▶ _Problem statement_
The records appear below. Copy each one exactly.

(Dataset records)
━━━

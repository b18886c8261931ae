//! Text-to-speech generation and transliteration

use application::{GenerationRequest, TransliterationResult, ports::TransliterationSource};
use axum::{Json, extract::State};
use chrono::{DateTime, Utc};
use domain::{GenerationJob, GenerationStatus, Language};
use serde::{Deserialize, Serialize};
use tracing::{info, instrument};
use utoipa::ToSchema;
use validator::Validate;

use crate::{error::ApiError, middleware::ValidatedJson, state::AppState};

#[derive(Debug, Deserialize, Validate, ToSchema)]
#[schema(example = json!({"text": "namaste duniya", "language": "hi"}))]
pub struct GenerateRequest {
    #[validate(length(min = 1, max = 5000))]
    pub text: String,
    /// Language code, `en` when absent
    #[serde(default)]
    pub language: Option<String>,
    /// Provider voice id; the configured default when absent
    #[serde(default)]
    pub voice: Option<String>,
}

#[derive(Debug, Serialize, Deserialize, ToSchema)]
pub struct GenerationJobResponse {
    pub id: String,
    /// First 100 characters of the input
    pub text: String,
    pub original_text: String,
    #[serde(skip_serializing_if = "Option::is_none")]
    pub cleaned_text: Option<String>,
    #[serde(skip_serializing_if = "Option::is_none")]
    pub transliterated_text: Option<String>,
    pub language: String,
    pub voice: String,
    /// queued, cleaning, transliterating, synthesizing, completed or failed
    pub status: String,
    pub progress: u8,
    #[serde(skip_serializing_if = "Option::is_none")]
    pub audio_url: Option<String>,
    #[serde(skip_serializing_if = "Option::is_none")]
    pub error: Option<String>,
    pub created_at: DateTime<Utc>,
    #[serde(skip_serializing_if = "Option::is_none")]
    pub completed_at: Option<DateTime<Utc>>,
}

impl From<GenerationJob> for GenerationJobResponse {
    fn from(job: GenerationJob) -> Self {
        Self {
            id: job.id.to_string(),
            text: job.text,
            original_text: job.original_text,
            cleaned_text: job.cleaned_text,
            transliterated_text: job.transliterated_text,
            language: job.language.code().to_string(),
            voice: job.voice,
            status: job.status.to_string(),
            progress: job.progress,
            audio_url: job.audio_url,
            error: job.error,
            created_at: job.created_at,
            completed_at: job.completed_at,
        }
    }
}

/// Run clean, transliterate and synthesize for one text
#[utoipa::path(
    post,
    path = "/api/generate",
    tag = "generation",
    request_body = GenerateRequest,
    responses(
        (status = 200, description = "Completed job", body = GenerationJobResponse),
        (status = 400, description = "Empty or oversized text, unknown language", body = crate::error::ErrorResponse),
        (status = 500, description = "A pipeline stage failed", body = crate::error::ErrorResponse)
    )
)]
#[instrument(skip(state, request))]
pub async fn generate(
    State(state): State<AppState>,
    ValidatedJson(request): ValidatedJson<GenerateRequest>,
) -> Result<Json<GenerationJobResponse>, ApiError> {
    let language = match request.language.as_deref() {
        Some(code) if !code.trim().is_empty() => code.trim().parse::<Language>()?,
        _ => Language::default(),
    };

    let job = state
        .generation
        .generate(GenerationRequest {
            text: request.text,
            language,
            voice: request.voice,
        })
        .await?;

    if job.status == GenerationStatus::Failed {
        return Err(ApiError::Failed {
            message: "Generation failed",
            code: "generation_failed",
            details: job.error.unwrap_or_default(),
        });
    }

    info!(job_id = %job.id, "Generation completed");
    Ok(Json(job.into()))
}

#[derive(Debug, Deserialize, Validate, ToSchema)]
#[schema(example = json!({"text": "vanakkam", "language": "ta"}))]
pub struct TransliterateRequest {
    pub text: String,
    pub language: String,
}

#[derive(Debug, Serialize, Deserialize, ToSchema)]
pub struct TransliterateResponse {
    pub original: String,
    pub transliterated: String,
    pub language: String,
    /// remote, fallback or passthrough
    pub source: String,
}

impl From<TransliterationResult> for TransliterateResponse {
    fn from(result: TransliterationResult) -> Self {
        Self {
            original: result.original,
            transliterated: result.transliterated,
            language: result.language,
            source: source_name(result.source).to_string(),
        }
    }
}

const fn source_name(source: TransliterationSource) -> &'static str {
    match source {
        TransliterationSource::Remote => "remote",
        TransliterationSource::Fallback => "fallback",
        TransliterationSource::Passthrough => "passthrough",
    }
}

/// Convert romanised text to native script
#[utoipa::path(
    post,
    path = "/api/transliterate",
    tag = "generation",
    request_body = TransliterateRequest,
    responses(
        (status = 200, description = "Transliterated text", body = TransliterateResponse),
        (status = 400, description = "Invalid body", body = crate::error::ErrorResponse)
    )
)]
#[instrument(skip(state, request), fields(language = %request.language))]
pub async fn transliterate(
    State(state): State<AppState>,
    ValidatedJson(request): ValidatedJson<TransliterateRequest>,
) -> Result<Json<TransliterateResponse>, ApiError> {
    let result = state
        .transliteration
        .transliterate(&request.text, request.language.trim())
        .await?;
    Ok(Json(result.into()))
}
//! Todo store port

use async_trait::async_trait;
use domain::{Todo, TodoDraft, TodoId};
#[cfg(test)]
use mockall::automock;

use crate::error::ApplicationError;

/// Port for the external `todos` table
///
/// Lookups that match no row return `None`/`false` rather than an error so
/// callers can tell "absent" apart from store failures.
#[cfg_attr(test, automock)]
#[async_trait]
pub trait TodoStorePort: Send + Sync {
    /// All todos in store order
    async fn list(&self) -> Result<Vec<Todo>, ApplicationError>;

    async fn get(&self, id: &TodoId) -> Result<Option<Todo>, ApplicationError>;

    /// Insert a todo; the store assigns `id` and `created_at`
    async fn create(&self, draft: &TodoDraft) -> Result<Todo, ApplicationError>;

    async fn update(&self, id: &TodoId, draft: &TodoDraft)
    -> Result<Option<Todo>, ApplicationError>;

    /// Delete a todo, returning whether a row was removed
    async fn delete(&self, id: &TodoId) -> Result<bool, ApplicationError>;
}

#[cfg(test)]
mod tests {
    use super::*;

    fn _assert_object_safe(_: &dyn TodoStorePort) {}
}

━━━

▶ _Solution_
repository b18886c8261931ae
//! Text-to-speech generation and transliteration

use application::{GenerationRequest, TransliterationResult, ports::TransliterationSource};
use axum::{Json, extract::State};
use chrono::{DateTime, Utc};
use domain::{GenerationJob, GenerationStatus, Language};
use serde::{Deserialize, Serialize};
use tracing::{info, instrument};
use utoipa::ToSchema;
use validator::Validate;

use crate::{error::ApiError, middleware::ValidatedJson, state::AppState};

#[derive(Debug, Deserialize, Validate, ToSchema)]
#[schema(example = json!({"text": "namaste duniya", "language": "hi"}))]
pub struct GenerateRequest {
    #[validate(length(min = 1, max = 5000))]
    pub text: String,
    /// Language code, `en` when absent
    #[serde(default)]
    pub language: Option<String>,
    /// Provider voice id; the configured default when absent
    #[serde(default)]
    pub voice: Option<String>,
}

#[derive(Debug, Serialize, Deserialize, ToSchema)]
pub struct GenerationJobResponse {
    pub id: String,
    /// First 100 characters of the input
    pub text: String,
    pub original_text: String,
    #[serde(skip_serializing_if = "Option::is_none")]
    pub cleaned_text: Option<String>,
    #[serde(skip_serializing_if = "Option::is_none")]
    pub transliterated_text: Option<String>,
    pub language: String,
    pub voice: String,
    /// queued, cleaning, transliterating, synthesizing, completed or failed
    pub status: String,
    pub progress: u8,
    #[serde(skip_serializing_if = "Option::is_none")]
    pub audio_url: Option<String>,
    #[serde(skip_serializing_if = "Option::is_none")]
    pub error: Option<String>,
    pub created_at: DateTime<Utc>,
    #[serde(skip_serializing_if = "Option::is_none")]
    pub completed_at: Option<DateTime<Utc>>,
}

impl From<GenerationJob> for GenerationJobResponse {
    fn from(job: GenerationJob) -> Self {
        Self {
            id: job.id.to_string(),
            text: job.text,
            original_text: job.original_text,
            cleaned_text: job.cleaned_text,
            transliterated_text: job.transliterated_text,
            language: job.language.code().to_string(),
            voice: job.voice,
            status: job.status.to_string(),
            progress: job.progress,
            audio_url: job.audio_url,
            error: job.error,
            created_at: job.created_at,
            completed_at: job.completed_at,
        }
    }
}

/// Run clean, transliterate and synthesize for one text
#[utoipa::path(
    post,
    path = "/api/generate",
    tag = "generation",
    request_body = GenerateRequest,
    responses(
        (status = 200, description = "Completed job", body = GenerationJobResponse),
        (status = 400, description = "Empty or oversized text, unknown language", body = crate::error::ErrorResponse),
        (status = 500, description = "A pipeline stage failed", body = crate::error::ErrorResponse)
    )
)]
#[instrument(skip(state, request))]
pub async fn generate(
    State(state): State<AppState>,
    ValidatedJson(request): ValidatedJson<GenerateRequest>,
) -> Result<Json<GenerationJobResponse>, ApiError> {
    let language = match request.language.as_deref() {
        Some(code) if !code.trim().is_empty() => code.trim().parse::<Language>()?,
        _ => Language::default(),
    };

    let job = state
        .generation
        .generate(GenerationRequest {
            text: request.text,
            language,
            voice: request.voice,
        })
        .await?;

    if job.status == GenerationStatus::Failed {
        return Err(ApiError::Failed {
            message: "Generation failed",
            code: "generation_failed",
            details: job.error.unwrap_or_default(),
        });
    }

    info!(job_id = %job.id, "Generation completed");
    Ok(Json(job.into()))
}

#[derive(Debug, Deserialize, Validate, ToSchema)]
#[schema(example = json!({"text": "vanakkam", "language": "ta"}))]
pub struct TransliterateRequest {
    pub text: String,
    pub language: String,
}

#[derive(Debug, Serialize, Deserialize, ToSchema)]
pub struct TransliterateResponse {
    pub original: String,
    pub transliterated: String,
    pub language: String,
    /// remote, fallback or passthrough
    pub source: String,
}

impl From<TransliterationResult> for TransliterateResponse {
    fn from(result: TransliterationResult) -> Self {
        Self {
            original: result.original,
            transliterated: result.transliterated,
            language: result.language,
            source: source_name(result.source).to_string(),
        }
    }
}

const fn source_name(source: TransliterationSource) -> &'static str {
    match source {
        TransliterationSource::Remote => "remote",
        TransliterationSource::Fallback => "fallback",
        TransliterationSource::Passthrough => "passthrough",
    }
}

/// Convert romanised text to native script
#[utoipa::path(
    post,
    path = "/api/transliterate",
    tag = "generation",
    request_body = TransliterateRequest,
    responses(
        (status = 200, description = "Transliterated text", body = TransliterateResponse),
        (status = 400, description = "Invalid body", body = crate::error::ErrorResponse)
    )
)]
#[instrument(skip(state, request), fields(language = %request.language))]
pub async fn transliterate(
    State(state): State<AppState>,
    ValidatedJson(request): ValidatedJson<TransliterateRequest>,
) -> Result<Json<TransliterateResponse>, ApiError> {
    let result = state
        .transliteration
        .transliterate(&request.text, request.language.trim())
        .await?;
    Ok(Json(result.into()))
}
//! Todo store port

use async_trait::async_trait;
use domain::{Todo, TodoDraft, TodoId};
#[cfg(test)]
use mockall::automock;

use crate::error::ApplicationError;

/// Port for the external `todos` table
///
/// Lookups that match no row return `None`/`false` rather than an error so
/// callers can tell "absent" apart from store failures.
#[cfg_attr(test, automock)]
#[async_trait]
pub trait TodoStorePort: Send + Sync {
    /// All todos in store order
    async fn list(&self) -> Result<Vec<Todo>, ApplicationError>;

    async fn get(&self, id: &TodoId) -> Result<Option<Todo>, ApplicationError>;

    /// Insert a todo; the store assigns `id` and `created_at`
    async fn create(&self, draft: &TodoDraft) -> Result<Todo, ApplicationError>;

    async fn update(&self, id: &TodoId, draft: &TodoDraft)
    -> Result<Option<Todo>, ApplicationError>;

    /// Delete a todo, returning whether a row was removed
    async fn delete(&self, id: &TodoId) -> Result<bool, ApplicationError>;
}

#[cfg(test)]
mod tests {
    use super::*;

    fn _assert_object_safe(_: &dyn TodoStorePort) {}
}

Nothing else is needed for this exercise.